We're delighted that Siavash Amini, who we've been a fan of for some time, has composed a Singularity track for our Sound & Vision subscribers. Here he tells Patrick Clarke about two of his influences, the Comte de Lautréamont and Eugene Thacker

Siavash Amini portrait By Ashkan Norouzkhani

To receive Singularity track 'Not Yet Plant Life – No Longer Flesh' by Siavash Amini become a Quietus Sound & Vision subscriber

Life in Iran has been particularly tough over the last couple of years, says the musician Siavash Amini. “The political situation is beyond fucked. Our president...” he says shaking his head over Zoom from his home in Tehran. (Amnesty International has called for an investigation into President Ebrahim Raisi for alleged crimes against humanity, murder, enforced disappearance and torture.) “Any sound of the tiniest discontent gets oppressed at that moment. It’s the worst time, politically, that I think I have ever experienced in my life.” It’s having a real effect on the livelihoods of experimental musicians. “There’s no work for the likes of me here.” The commercial commissions and theory work that he and his contemporaries once relied on has all but dried up. Amini is fortunate that his considerable reputation internationally gets him commissions from outside of Iran, “but a lot of people don’t have that.”

Nevertheless, he keeps as busy as he can. “From the start, me and my fellow experimental music enthusiasts, our goal was not to give in to the pressure, so we’ve become resilient to this kind of situation. Everything [the government] do, we find a new way to keep going,” he says. Recently, he finished a new double album with the poet and philosopher Eugene Thacker. They’d long been influencing each other from afar – Thacker was a key inspiration for Amini’s Tar/Foras/Serus trilogy released between 2017 and 2019 – and then “one day he just emailed me out of the blue.” Their new project Sad Poets is based on writing by Thacker, with Amini working on ways to communicate his poetry sonically but without using the human voice. On a planned third volume, they’ll invert the formula by using the human voice in a way that’s entirely unintelligible – “through multiple techniques, from granular synthesis to putting the singer in a bucket!”
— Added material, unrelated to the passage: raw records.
/// Symmetric band storage sharing the dense addressing contract
pub mod band_matrix;
/// Column-major dense storage
pub mod dense_matrix;
/// Products, sums, transposes and inverses over real/complex, dense/band matrices
pub mod matrix_ops;
/// Use Nalgebra's LU decomposition as the dense linear-solve primitive
pub mod nalgebra_solve;

pub use band_matrix::SymmetricBandMatrix;
pub use dense_matrix::DenseMatrix;

use nalgebra::ComplexField;
use num_complex::Complex64;
use thiserror::Error;

/// Matrix entry type: implemented for `f64` and `Complex64`
pub trait Scalar: ComplexField<RealField = f64> + Copy {}

impl<T> Scalar for T where T: ComplexField<RealField = f64> + Copy {}

/// Indexed access shared by every matrix storage type
///
/// Element assembly and the algebra utilities only ever talk to a matrix through this trait,
/// so a dense and a banded target can be filled by the same code.
pub trait MatrixAccess {
    type Elem: Scalar;

    fn rows(&self) -> usize;

    fn cols(&self) -> usize;

    /// Read the entry at (`row`, `col`). Panics if the indices are outside the matrix.
    fn get(&self, row: usize, col: usize) -> Self::Elem;

    /// Write the entry at (`row`, `col`). Panics if the indices are outside the matrix.
    ///
    /// Storage types which only keep part of the matrix may ignore writes outside of that part.
    fn set(&mut self, row: usize, col: usize, value: Self::Elem);

    /// Is there room for a value at (`row`, `col`)?
    ///
    /// Band storage returns `false` above its band (and below it, where reads mirror the upper
    /// triangle), so callers can refuse to write entries which would be lost.
    fn stores(&self, row: usize, col: usize) -> bool {
        row < self.rows() && col < self.cols()
    }

    /// Add `value` to the entry at (`row`, `col`)
    fn add_to(&mut self, row: usize, col: usize, value: Self::Elem) {
        let current = self.get(row, col);
        self.set(row, col, current + value);
    }

    fn is_square(&self) -> bool {
        self.rows() == self.cols()
    }
}

/// A dense linear-system solver: find `X` such that `A·X = B`
pub trait LinearSolver {
    /// Solve for `X`. Implementations must return [SolveError::Singular] rather than a
    /// numerically meaningless result when `A` cannot be factored.
    fn solve<A: MatrixAccess>(
        &self,
        a: &A,
        b: &DenseMatrix<A::Elem>,
    ) -> Result<DenseMatrix<A::Elem>, SolveError>;
}

/// Error type for the external solve primitives
#[derive(Error, Debug, Clone, PartialEq)]
pub enum SolveError {
    #[error("Matrix is singular or nearly singular; cannot solve!")]
    Singular,
    #[error("Matrix is not square ({rows}x{cols}); cannot solve!")]
    NotSquare { rows: usize, cols: usize },
    #[error("Matrix dimensions mismatch (expected {expected} rows, got {got}); cannot solve!")]
    DimensionMismatch { expected: usize, got: usize },
    #[error("Matrices exceeded maximum size ({size} > {max}); cannot solve!")]
    ProblemTooLarge { size: usize, max: usize },
    #[error("Eigensolver failed to converge")]
    NotConverged,
}

/// Solution to an Eigenvalue Problem
#[derive(Debug, Clone)]
pub struct EigenPair {
    /// Eigenvalue (the propagation constant β for periodic problems)
    pub value: Complex64,
    /// Eigenvector over the free Degrees of Freedom
    pub vector: Vec<Complex64>,
}

impl EigenPair {
    /// L2 normalized vector
    pub fn normalized_eigenvector(&self) -> Vec<Complex64> {
        let norm = self.vector.iter().map(|x| x.norm_sqr()).sum::<f64>().sqrt();
        if norm == 0.0 {
            return self.vector.clone();
        }
        self.vector.iter().map(|x| *x / norm).collect()
    }
}
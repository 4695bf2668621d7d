//! Finite element matrix layer for 2D photonic-crystal waveguides
//!
//! * [linalg]: dense and symmetric band matrix storage behind one addressing trait, plus
//!   products, sums, transposes and inverse-via-solve over real and complex entries
//! * [domain]: the mesh, media and boundary-edge inputs to assembly
//! * [fem_problem]: quadratic-triangle Helmholtz element matrices and their assembly into
//!   global or periodic-cell systems

/// Mesh, media and boundary descriptions of a waveguide cross-section
pub mod domain;
/// Element matrices and global/periodic assembly
pub mod fem_problem;
/// Matrix storage, algebra and external solve primitives
pub mod linalg;

pub use domain::{
    DofMap, Edge, EdgeAxis, ForceNodeSet, GridPoint, GridSpec, MediaInfo, MediaSet, Mesh,
    StandardMedia, WaveMode,
};
pub use fem_problem::{
    assembly::{assemble_helmholtz, required_bandwidth},
    periodic::{assemble_periodic, PeriodicEigenSolver, PeriodicSystem},
    AssemblyError, HelmholtzSettings, PeriodicAxis,
};
pub use linalg::{
    nalgebra_solve::NalgebraSolver, DenseMatrix, EigenPair, LinearSolver, MatrixAccess,
    SolveError, SymmetricBandMatrix,
};
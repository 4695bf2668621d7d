/// Global assembly of the ordinary Helmholtz system
pub mod assembly;
/// Local (6x6) quadratic-triangle matrices
pub mod element_matrix;
/// Periodic-cell (K, C, M) assembly for the propagation-constant eigenproblem
pub mod periodic;

use crate::domain::media::{MediaError, WaveMode};

use json::{object, JsonValue};
use std::f64::consts::PI;
use std::fmt;
use std::fs::read_to_string;
use std::str::FromStr;
use thiserror::Error;

/// Axis along which a periodic cell repeats
#[derive(Debug, Clone, Copy, PartialEq, Eq)]
pub enum PeriodicAxis {
    X,
    Y,
}

impl fmt::Display for PeriodicAxis {
    fn fmt(&self, f: &mut fmt::Formatter) -> fmt::Result {
        match self {
            Self::X => write!(f, "X"),
            Self::Y => write!(f, "Y"),
        }
    }
}

impl FromStr for PeriodicAxis {
    type Err = SettingsError;

    fn from_str(s: &str) -> Result<Self, Self::Err> {
        match s.to_ascii_uppercase().as_str() {
            "X" => Ok(Self::X),
            "Y" => Ok(Self::Y),
            _ => Err(SettingsError::Format(format!("Unknown periodic axis '{}'", s))),
        }
    }
}

/// Parameters of one Helmholtz assembly
#[derive(Debug, Clone, Copy, PartialEq)]
pub struct HelmholtzSettings {
    /// Free-space wavelength (same length unit as the mesh)
    pub wavelength: f64,
    pub mode: WaveMode,
    /// Only used by periodic assembly
    pub periodic_axis: PeriodicAxis,
    /// Build the damping and mass matrices of the slowly-varying-envelope formulation
    pub svea: bool,
}

impl HelmholtzSettings {
    pub fn new(wavelength: f64, mode: WaveMode) -> Self {
        assert!(
            wavelength > 0.0,
            "Wavelength must be positive ({}); cannot construct HelmholtzSettings!",
            wavelength
        );
        Self {
            wavelength,
            mode,
            periodic_axis: PeriodicAxis::X,
            svea: false,
        }
    }

    pub fn periodic(mut self, axis: PeriodicAxis, svea: bool) -> Self {
        self.periodic_axis = axis;
        self.svea = svea;
        self
    }

    /// Free-space wavenumber `k0 = 2π/λ`
    pub fn k0(&self) -> f64 {
        2.0 * PI / self.wavelength
    }

    /// Load settings from a JSON file with the following format:
    ///
    /// ```Text
    /// {
    ///     "wavelength": 1.55,
    ///     "mode": "TE",
    ///     "periodic_axis": "X",
    ///     "svea": true
    /// }
    /// ```
    ///
    /// `periodic_axis` defaults to `"X"` and `svea` to `false`.
    pub fn from_file(path: impl AsRef<str>) -> Result<Self, SettingsError> {
        let settings_file_contents = read_to_string(path.as_ref())?;
        Self::from_json(&json::parse(&settings_file_contents)?)
    }

    pub fn from_json(settings_json: &JsonValue) -> Result<Self, SettingsError> {
        let wavelength = settings_json["wavelength"]
            .as_f64()
            .filter(|wl| *wl > 0.0)
            .ok_or_else(|| SettingsError::Format("wavelength must be a positive number".into()))?;

        let mode = settings_json["mode"]
            .as_str()
            .ok_or_else(|| SettingsError::Format("mode must be \"TE\" or \"TM\"".into()))?
            .parse::<WaveMode>()?;

        let periodic_axis = match settings_json["periodic_axis"].as_str() {
            Some(axis) => axis.parse::<PeriodicAxis>()?,
            None => PeriodicAxis::X,
        };

        let svea = if settings_json["svea"].is_null() {
            false
        } else {
            settings_json["svea"]
                .as_bool()
                .ok_or_else(|| SettingsError::Format("svea must be a boolean".into()))?
        };

        Ok(Self {
            wavelength,
            mode,
            periodic_axis,
            svea,
        })
    }

    pub fn to_json(&self) -> JsonValue {
        object! {
            "wavelength": self.wavelength,
            "mode": self.mode.to_string(),
            "periodic_axis": self.periodic_axis.to_string(),
            "svea": self.svea,
        }
    }
}

/// Errors produced while loading [HelmholtzSettings]
#[derive(Error, Debug)]
pub enum SettingsError {
    #[error("Unable to read settings file: {0}")]
    Io(#[from] std::io::Error),
    #[error("Unable to parse settings file as JSON: {0}")]
    Parse(#[from] json::Error),
    #[error("Invalid settings: {0}")]
    Format(String),
    #[error(transparent)]
    Media(#[from] MediaError),
}

/// Errors which abort the assembly of a global or periodic system
#[derive(Error, Debug)]
pub enum AssemblyError {
    #[error("Element {element} has a non-positive area ({area:e}); mesh is inverted or degenerate!")]
    DegenerateElement { element: usize, area: f64 },
    #[error("Element {element} references node {node}, which does not exist!")]
    NodeOutOfRange { element: usize, node: usize },
    #[error("Element {element} references media index {media}, which does not exist!")]
    MediaOutOfRange { element: usize, media: usize },
    #[error("Media lookup failed for element {element}: {source}")]
    Media {
        element: usize,
        #[source]
        source: MediaError,
    },
}
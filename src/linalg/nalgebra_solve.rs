use super::{DenseMatrix, LinearSolver, MatrixAccess, Scalar, SolveError};
use nalgebra::DMatrix;

/// Largest system the dense solver will attempt by default
pub const MAX_DENSE_SIZE: usize = 4000;

/// Pivots smaller than this fraction of the largest pivot mark the matrix as singular
///
/// The test is relative, so an invertible but badly scaled matrix such as `diag(1, 1e-14)` is
/// also reported as [SolveError::Singular]. Lower [NalgebraSolver::pivot_tolerance] (down to
/// `0.0`, which only rejects exact zero pivots) to solve such systems.
pub const PIVOT_TOLERANCE: f64 = 1.0e-13;

/// Dense linear solver built on Nalgebra's LU decomposition (partial pivoting)
///
/// Band matrices are expanded into dense storage before factoring, so memory use is `O(N²)`
/// regardless of the input's storage type.
#[derive(Debug, Clone, Copy)]
pub struct NalgebraSolver {
    pub max_dense_size: usize,
    pub pivot_tolerance: f64,
}

impl Default for NalgebraSolver {
    fn default() -> Self {
        Self {
            max_dense_size: MAX_DENSE_SIZE,
            pivot_tolerance: PIVOT_TOLERANCE,
        }
    }
}

impl LinearSolver for NalgebraSolver {
    fn solve<A: MatrixAccess>(
        &self,
        a: &A,
        b: &DenseMatrix<A::Elem>,
    ) -> Result<DenseMatrix<A::Elem>, SolveError> {
        if !a.is_square() {
            return Err(SolveError::NotSquare {
                rows: a.rows(),
                cols: a.cols(),
            });
        }
        if b.rows() != a.rows() {
            return Err(SolveError::DimensionMismatch {
                expected: a.rows(),
                got: b.rows(),
            });
        }
        if a.rows() > self.max_dense_size {
            return Err(SolveError::ProblemTooLarge {
                size: a.rows(),
                max: self.max_dense_size,
            });
        }

        let n = a.rows();
        let lu = DMatrix::from_fn(n, n, |r, c| a.get(r, c)).lu();

        if !pivots_are_usable(&lu.u(), self.pivot_tolerance) {
            log::debug!("LU factorization of a {}x{} matrix hit a vanishing pivot", n, n);
            return Err(SolveError::Singular);
        }

        let rhs: DMatrix<A::Elem> = b.into();
        lu.solve(&rhs)
            .map(DenseMatrix::from)
            .ok_or(SolveError::Singular)
    }
}

fn pivots_are_usable<T: Scalar>(u: &DMatrix<T>, tolerance: f64) -> bool {
    let pivots: Vec<f64> = u.diagonal().iter().map(|p| p.modulus()).collect();
    let max_pivot = pivots.iter().cloned().fold(0.0, f64::max);

    pivots.is_empty() || (max_pivot > 0.0 && pivots.iter().all(|p| *p > tolerance * max_pivot))
}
It was also Thacker who led Amini to the inspiration for a special new tQ commission – part of our ‘Singularity’ series of one-off releases exclusively for our subscribers. Given a theme of ‘transformation’, the musician was drawn to Les Chants de Maldoror, the transgressive 19th century prose poem by the Comte de Lautréamont whose titular character is among the most grotesque and purely evil in literary history. A stream of consciousness constantly between different stylistic forms and narrative perspectives, its headspinning clashes of controversial themes were a key inspiration on the surrealists of the subsequent century. As Amini puts it, “It’s fucking crazy how it goes from this to that, you can’t make sense of it in the first read.”

In an essay, Thacker had written about how the book (as he puts it in the abstract) “complicates the boundary between animality and spirituality,” and picked up on one passage in particular that for Amini really stood out. In it, Maldoror undergoes a hideous transformation, his body parts becoming a thriving and violent ecosystem, his genitals taken over by vipers and hedgehogs. “I am filthy. Lice gnaw me. Swine, when they look at me, vomit. vomit. The scabs and sores of leprosy have scaled my skin, which is coated with yellowish pus. I know not river water nor the clouds’ dew,” he says.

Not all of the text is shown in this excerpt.